▶ REQUIRED WORK
One number alone answers this: the count of lines below in which the word "StreamService" is found.

▶ SUPPLIED DATA
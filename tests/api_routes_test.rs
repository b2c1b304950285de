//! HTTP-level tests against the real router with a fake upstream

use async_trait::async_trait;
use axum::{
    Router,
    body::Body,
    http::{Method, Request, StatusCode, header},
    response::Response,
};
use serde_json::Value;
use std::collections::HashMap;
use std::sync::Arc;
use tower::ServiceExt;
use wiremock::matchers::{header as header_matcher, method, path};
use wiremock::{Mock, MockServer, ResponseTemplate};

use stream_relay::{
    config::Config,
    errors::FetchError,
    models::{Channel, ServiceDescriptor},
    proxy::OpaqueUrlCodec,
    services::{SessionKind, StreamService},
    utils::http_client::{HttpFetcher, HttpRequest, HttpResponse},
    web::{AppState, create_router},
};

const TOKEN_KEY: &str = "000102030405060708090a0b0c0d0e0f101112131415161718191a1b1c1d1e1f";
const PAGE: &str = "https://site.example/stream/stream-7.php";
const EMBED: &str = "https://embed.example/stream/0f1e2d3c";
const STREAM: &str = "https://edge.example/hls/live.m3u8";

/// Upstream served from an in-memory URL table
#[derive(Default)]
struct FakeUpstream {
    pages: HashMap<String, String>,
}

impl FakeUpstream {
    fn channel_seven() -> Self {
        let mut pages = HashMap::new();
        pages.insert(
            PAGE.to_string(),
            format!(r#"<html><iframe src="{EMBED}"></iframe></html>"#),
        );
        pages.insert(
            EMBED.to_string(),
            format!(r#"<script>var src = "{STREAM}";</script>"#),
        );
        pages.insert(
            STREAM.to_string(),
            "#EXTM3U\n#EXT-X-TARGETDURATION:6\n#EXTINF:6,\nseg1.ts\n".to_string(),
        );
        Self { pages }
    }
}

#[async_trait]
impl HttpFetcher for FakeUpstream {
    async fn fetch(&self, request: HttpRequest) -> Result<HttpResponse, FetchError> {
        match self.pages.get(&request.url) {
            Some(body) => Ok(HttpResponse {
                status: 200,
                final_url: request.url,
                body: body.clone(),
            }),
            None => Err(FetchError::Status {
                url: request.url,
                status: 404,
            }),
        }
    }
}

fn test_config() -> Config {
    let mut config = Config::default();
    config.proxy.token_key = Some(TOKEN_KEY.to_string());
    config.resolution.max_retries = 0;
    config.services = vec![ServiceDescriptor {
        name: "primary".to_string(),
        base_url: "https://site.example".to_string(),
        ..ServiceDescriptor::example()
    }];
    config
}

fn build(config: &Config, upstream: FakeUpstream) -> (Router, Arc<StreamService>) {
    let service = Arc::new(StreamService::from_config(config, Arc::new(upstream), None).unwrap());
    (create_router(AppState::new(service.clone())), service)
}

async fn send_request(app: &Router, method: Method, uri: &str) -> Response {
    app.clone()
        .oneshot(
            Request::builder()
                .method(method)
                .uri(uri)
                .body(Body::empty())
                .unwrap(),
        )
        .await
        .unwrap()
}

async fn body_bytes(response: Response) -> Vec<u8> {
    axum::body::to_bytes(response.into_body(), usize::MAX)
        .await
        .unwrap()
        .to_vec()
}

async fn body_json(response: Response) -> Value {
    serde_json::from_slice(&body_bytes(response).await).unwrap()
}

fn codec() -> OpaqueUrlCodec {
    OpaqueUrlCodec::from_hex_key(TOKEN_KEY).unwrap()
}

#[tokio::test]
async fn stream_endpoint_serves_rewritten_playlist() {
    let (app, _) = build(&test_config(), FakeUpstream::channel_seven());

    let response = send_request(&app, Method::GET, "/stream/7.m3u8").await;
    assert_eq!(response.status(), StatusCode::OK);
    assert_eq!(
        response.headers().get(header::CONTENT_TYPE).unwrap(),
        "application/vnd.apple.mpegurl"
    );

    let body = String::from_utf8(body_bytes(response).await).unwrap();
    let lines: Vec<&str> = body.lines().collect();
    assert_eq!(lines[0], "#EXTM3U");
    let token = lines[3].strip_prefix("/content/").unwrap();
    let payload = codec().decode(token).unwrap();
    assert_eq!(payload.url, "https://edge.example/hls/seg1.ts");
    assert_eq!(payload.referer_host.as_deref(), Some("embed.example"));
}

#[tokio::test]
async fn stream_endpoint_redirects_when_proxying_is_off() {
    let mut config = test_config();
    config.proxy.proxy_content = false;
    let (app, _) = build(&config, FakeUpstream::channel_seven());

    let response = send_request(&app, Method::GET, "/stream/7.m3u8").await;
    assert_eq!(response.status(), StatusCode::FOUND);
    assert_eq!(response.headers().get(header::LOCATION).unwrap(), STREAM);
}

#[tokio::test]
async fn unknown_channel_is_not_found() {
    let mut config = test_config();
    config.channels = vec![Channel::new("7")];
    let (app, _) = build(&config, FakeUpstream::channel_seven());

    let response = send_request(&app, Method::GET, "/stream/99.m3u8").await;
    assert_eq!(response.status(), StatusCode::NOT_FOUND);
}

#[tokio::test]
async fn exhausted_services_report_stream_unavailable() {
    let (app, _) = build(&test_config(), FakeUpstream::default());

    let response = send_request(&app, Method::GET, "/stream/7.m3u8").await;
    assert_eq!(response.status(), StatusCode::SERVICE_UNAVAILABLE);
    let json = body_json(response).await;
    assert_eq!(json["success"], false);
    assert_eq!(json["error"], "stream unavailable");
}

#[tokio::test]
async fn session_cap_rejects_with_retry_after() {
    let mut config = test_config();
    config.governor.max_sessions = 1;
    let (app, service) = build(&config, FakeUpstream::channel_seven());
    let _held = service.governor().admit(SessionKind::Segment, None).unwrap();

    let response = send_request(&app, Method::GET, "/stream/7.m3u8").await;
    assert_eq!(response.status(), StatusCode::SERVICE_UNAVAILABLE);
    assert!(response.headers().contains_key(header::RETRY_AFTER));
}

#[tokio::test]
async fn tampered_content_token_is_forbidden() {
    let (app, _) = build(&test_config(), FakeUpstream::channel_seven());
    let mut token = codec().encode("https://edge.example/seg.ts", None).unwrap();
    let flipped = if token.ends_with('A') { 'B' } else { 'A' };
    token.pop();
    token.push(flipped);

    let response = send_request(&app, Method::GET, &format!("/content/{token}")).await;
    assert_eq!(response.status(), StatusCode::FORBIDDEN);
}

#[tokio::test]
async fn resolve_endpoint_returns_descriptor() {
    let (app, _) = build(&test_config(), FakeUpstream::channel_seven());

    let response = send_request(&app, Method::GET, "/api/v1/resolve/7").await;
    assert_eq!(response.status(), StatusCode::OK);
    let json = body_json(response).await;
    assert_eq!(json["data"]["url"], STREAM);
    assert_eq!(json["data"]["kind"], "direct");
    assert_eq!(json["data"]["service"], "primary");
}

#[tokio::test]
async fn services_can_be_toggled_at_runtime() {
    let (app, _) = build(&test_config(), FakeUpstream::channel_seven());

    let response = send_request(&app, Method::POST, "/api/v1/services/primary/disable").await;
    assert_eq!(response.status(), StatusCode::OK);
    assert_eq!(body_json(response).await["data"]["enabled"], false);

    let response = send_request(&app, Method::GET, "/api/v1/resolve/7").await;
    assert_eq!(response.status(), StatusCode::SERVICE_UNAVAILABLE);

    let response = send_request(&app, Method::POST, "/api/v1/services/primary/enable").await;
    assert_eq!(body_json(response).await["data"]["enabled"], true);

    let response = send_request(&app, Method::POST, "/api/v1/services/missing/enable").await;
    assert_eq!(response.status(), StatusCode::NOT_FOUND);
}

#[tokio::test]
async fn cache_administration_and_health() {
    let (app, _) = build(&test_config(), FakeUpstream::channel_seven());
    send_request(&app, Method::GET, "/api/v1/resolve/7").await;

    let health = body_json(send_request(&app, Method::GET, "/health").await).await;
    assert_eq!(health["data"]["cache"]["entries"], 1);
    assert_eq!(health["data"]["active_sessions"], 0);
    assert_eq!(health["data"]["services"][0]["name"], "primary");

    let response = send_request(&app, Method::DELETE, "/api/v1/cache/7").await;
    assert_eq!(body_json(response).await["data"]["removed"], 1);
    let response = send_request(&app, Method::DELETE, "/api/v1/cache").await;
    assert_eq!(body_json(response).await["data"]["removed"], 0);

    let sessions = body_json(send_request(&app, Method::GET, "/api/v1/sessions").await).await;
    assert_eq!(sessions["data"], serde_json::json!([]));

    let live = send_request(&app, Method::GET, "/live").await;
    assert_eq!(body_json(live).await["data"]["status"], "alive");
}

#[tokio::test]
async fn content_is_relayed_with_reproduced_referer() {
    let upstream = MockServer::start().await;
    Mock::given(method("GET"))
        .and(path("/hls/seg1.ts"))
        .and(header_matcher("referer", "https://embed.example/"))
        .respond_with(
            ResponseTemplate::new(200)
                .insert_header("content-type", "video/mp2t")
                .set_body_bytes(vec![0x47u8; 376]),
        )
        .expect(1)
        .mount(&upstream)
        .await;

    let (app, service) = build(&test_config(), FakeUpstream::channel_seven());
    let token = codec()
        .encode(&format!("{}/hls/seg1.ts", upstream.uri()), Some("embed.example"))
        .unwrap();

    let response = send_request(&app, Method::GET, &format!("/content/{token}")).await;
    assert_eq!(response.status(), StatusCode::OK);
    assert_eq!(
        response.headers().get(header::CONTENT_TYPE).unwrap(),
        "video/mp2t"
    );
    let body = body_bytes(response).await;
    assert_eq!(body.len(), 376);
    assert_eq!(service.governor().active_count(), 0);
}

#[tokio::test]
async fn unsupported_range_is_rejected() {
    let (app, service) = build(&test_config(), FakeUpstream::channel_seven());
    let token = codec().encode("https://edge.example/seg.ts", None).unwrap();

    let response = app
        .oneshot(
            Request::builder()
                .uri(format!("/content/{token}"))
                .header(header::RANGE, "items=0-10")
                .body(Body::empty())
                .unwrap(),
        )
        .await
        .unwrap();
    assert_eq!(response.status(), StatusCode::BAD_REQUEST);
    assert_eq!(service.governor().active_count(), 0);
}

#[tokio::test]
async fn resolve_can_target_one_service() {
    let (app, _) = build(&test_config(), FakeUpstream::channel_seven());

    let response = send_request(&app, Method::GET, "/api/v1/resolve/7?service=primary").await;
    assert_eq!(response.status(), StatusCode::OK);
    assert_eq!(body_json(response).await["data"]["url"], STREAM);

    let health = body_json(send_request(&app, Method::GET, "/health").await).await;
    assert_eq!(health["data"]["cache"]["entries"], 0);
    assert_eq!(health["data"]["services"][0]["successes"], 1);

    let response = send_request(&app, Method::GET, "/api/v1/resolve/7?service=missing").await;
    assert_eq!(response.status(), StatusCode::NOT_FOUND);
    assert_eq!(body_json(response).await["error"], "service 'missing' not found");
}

▶ RESULT OF THIS EXERCISE
3